Half way through the first draft of my novel, The Winter War, I was giving a talk at a middle school in Park Rapids, Minnesota. After I’d finished my presentation, one of the students asked if I was working on any new books. I told him that I was part way through a novel about the 1939 war between Russia and Finland. Several of the boys got excited and said that they were looking forward to reading the story. When I told them that it had been a very hard book to write, one boy asked me why.
Instead of answering, I turned the question back to the students, asking, “Why do you think it might be challenging to write about war?”
After a long pause, a girl in the middle of the room raised her hand and said, “Since wars are so violent, it could make you sad writing about all the battles.”
“Very true,” I agreed.
Next, a boy beside her added, “And the reader might get grossed out if you put in too many gory things.”
“Yes,” I nodded.
Then a girl near the front said, “It also might be hard to write about war because wars happen on so many fronts at the same time. It would be hard to show all the action.”

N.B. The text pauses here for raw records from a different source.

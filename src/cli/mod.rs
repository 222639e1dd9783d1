//! CLI subcommands over the result store: init, history, show.
//!
//! Records are printed in their stored form; task callables stay as paths,
//! so no symbols need to be registered to inspect a database.

use crate::core::config::ViperConfig;
use crate::core::error::{Result, ViperError};
use crate::core::registry::Registry;
use crate::core::state::{HistoryQuery, Store, StoredRecord};
use clap::Subcommand;
use std::path::PathBuf;
use std::sync::Arc;

#[derive(Subcommand, Debug)]
pub enum Commands {
    /// Create the result database schema
    Init {
        /// Database path (default: config db_url)
        #[arg(long)]
        db: Option<PathBuf>,

        /// Drop existing history first
        #[arg(long)]
        force: bool,
    },

    /// Print stored results as JSON lines, newest first
    History {
        /// Database path (default: config db_url)
        #[arg(long)]
        db: Option<PathBuf>,

        /// Only results for this host address
        #[arg(long)]
        host: Option<String>,

        /// Only results for this task name
        #[arg(long)]
        task: Option<String>,

        /// Maximum number of results
        #[arg(short = 'n', long)]
        limit: Option<usize>,
    },

    /// Print one stored result as JSON
    Show {
        /// Result id
        id: i64,

        /// Database path (default: config db_url)
        #[arg(long)]
        db: Option<PathBuf>,
    },
}

/// Dispatch a CLI command.
pub fn dispatch(cmd: Commands, config: &ViperConfig) -> Result<()> {
    match cmd {
        Commands::Init { db, force } => cmd_init(&open_store(db, config), force),
        Commands::History {
            db,
            host,
            task,
            limit,
        } => {
            let query = HistoryQuery { host, task, limit };
            cmd_history(&open_store(db, config), &query)
        }
        Commands::Show { id, db } => cmd_show(&open_store(db, config), id),
    }
}

/// `--db` wins over the configured database.
fn open_store(db: Option<PathBuf>, config: &ViperConfig) -> Store {
    let registry = Arc::new(Registry::new());
    match db {
        Some(path) => Store::new(path, registry),
        None => Store::from_config(config, registry),
    }
}

fn to_json(record: &StoredRecord) -> Result<String> {
    serde_json::to_string(record).map_err(|e| ViperError::Input(format!("cannot encode record: {}", e)))
}

fn cmd_init(store: &Store, force: bool) -> Result<()> {
    store.init(force)?;
    println!("Initialized result store at {}", store.path().display());
    Ok(())
}

fn history_lines(store: &Store, query: &HistoryQuery) -> Result<Vec<String>> {
    store
        .records(query)?
        .iter()
        .map(to_json)
        .collect()
}

fn cmd_history(store: &Store, query: &HistoryQuery) -> Result<()> {
    for line in history_lines(store, query)? {
        println!("{}", line);
    }
    Ok(())
}

fn show_record(store: &Store, id: i64) -> Result<String> {
    let record = store
        .record(id)?
        .ok_or_else(|| ViperError::Input(format!("no result with id {}", id)))?;
    serde_json::to_string_pretty(&record)
        .map_err(|e| ViperError::Input(format!("cannot encode record: {}", e)))
}

fn cmd_show(store: &Store, id: i64) -> Result<()> {
    println!("{}", show_record(store, id)?);
    Ok(())
}

#[cfg(test)]
mod tests {
    use super::*;
    use crate::core::types::tests::{echo_registry, sample_result};
    use std::path::Path;

    fn raw_store(db: &Path) -> Store {
        open_store(Some(db.to_path_buf()), &ViperConfig::default())
    }

    fn seeded_store(dir: &Path) -> Store {
        let db = dir.join("cli.sqlite3");
        let reg = Arc::new(echo_registry());
        let store = Store::new(&db, reg.clone());
        store.init(false).unwrap();
        store.save(&sample_result(&reg, 1.0, "1.1.1.1", 0)).unwrap();
        store.save(&sample_result(&reg, 2.0, "2.2.2.2", 0)).unwrap();
        store.save(&sample_result(&reg, 3.0, "1.1.1.1", 0)).unwrap();
        raw_store(&db)
    }

    #[test]
    fn test_cli_init() {
        let dir = tempfile::tempdir().unwrap();
        let db = dir.path().join("new.sqlite3");
        let store = raw_store(&db);
        cmd_init(&store, false).unwrap();
        assert!(db.exists());
        let err = cmd_init(&store, false).unwrap_err();
        assert!(matches!(err, ViperError::AlreadyExists(_)));
        cmd_init(&store, true).unwrap();
    }

    #[test]
    fn test_cli_dispatch_uses_config_db() {
        let dir = tempfile::tempdir().unwrap();
        let config = ViperConfig {
            db_url: dir.path().join("configured.sqlite3"),
            max_workers: 0,
        };
        dispatch(
            Commands::Init {
                db: None,
                force: false,
            },
            &config,
        )
        .unwrap();
        assert!(config.db_url.exists());
    }

    #[test]
    fn test_cli_db_flag_overrides_config() {
        let dir = tempfile::tempdir().unwrap();
        let config = ViperConfig {
            db_url: dir.path().join("configured.sqlite3"),
            max_workers: 0,
        };
        let flag = dir.path().join("flag.sqlite3");
        assert_eq!(open_store(Some(flag.clone()), &config).path(), flag.as_path());
        assert_eq!(open_store(None, &config).path(), config.db_url.as_path());
    }

    #[test]
    fn test_cli_history_filters() {
        let dir = tempfile::tempdir().unwrap();
        let store = seeded_store(dir.path());

        let all = history_lines(&store, &HistoryQuery::default()).unwrap();
        assert_eq!(all.len(), 3);
        let newest: serde_json::Value = serde_json::from_str(&all[0]).unwrap();
        assert_eq!(newest["trigger_time"], serde_json::json!(3.0));
        assert!(newest["hash"].as_str().unwrap().starts_with("blake3:"));

        let host_only = history_lines(&store, &HistoryQuery::default().for_host("2.2.2.2")).unwrap();
        assert_eq!(host_only.len(), 1);

        let limited = history_lines(&store, &HistoryQuery::default().with_limit(1)).unwrap();
        assert_eq!(limited.len(), 1);
    }

    #[test]
    fn test_cli_history_without_schema() {
        let dir = tempfile::tempdir().unwrap();
        let store = raw_store(&dir.path().join("none.sqlite3"));
        let err = history_lines(&store, &HistoryQuery::default()).unwrap_err();
        assert!(matches!(err, ViperError::Store(_)));
    }

    #[test]
    fn test_cli_show() {
        let dir = tempfile::tempdir().unwrap();
        let store = seeded_store(dir.path());
        let text = show_record(&store, 1).unwrap();
        let value: serde_json::Value = serde_json::from_str(&text).unwrap();
        assert_eq!(value["id"], serde_json::json!(1));
        assert_eq!(value["host"]["ip"], serde_json::json!("1.1.1.1"));

        let err = show_record(&store, 99).unwrap_err();
        assert!(err.to_string().contains("no result with id 99"));
    }
}
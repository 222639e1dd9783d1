//! Viper: infrastructure automation execution engine.
//!
//! Bind tasks to hosts, run them as local subprocesses (sequentially or on a
//! bounded worker pool), retry failures, and keep every attempt in an
//! append-only SQLite history.

pub mod cli;
pub mod core;
pub mod logging;
pub mod transport;

pub use crate::core::collections::{Hosts, Runners, TaskResults, Tasks};
pub use crate::core::config::ViperConfig;
pub use crate::core::error::{ErrorKind, Result, ViperError};
pub use crate::core::executor::{BatchFailure, BatchOutcome};
pub use crate::core::items::{Item, Items, WhereCondition};
pub use crate::core::registry::{CommandFactory, OutputProcessor, PostHook, PreHook, Registry, Symbol};
pub use crate::core::state::{HistoryQuery, SaveOutcome, Store, StoredRecord};
pub use crate::core::types::{Host, Runner, Task, TaskResult};
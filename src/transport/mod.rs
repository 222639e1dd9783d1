//! Process transport: spawn a resolved argv and capture its outcome.
//!
//! Remote access is the command factory's concern (it can emit `ssh ...`);
//! the transport only ever runs local subprocesses.

pub mod local;

use crate::core::error::Result;
use std::time::Duration;

/// Output from executing a command.
#[derive(Debug, Clone)]
pub struct ExecOutput {
    pub exit_code: i32,
    pub stdout: String,
    pub stderr: String,
    pub timed_out: bool,
}

impl ExecOutput {
    pub fn success(&self) -> bool {
        self.exit_code == 0
    }
}

/// Execute an argv, killing it once `timeout` elapses.
pub fn exec_command(argv: &[String], timeout: Option<Duration>) -> Result<ExecOutput> {
    local::exec_local(argv, timeout)
}

#[cfg(test)]
mod tests {
    use super::*;

    fn argv(parts: &[&str]) -> Vec<String> {
        parts.iter().map(|s| s.to_string()).collect()
    }

    #[test]
    fn test_transport_exec_output_success() {
        let ok = ExecOutput { exit_code: 0, stdout: "ok".into(), stderr: "".into(), timed_out: false };
        assert!(ok.success());
        let fail = ExecOutput { exit_code: 1, stdout: "".into(), stderr: "err".into(), timed_out: false };
        assert!(!fail.success());
        let sig = ExecOutput { exit_code: -1, stdout: "".into(), stderr: "killed".into(), timed_out: false };
        assert!(!sig.success());
    }

    #[test]
    fn test_transport_exec_delegates() {
        let out = exec_command(&argv(&["echo", "query-test"]), None).unwrap();
        assert!(out.success());
        assert_eq!(out.stdout.trim(), "query-test");
    }
}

I agreed that a rapidly changing setting can be very problematic for an author.
Another girl said, “And if you weren’t in the war you’d have to get all your information from other people, and they might have trouble remembering things or they might not want to talk about it.”
“An excellent point,” I said.
Finally, a quiet boy in the back of the room raised his hand and spoke in a soft voice. “If you wrote a war book too good and made it sound really exciting, kids might think it was cool to go off and join the army and fight in a war.”
“Exactly,” I said. “That is, no doubt, the greatest challenge of all.”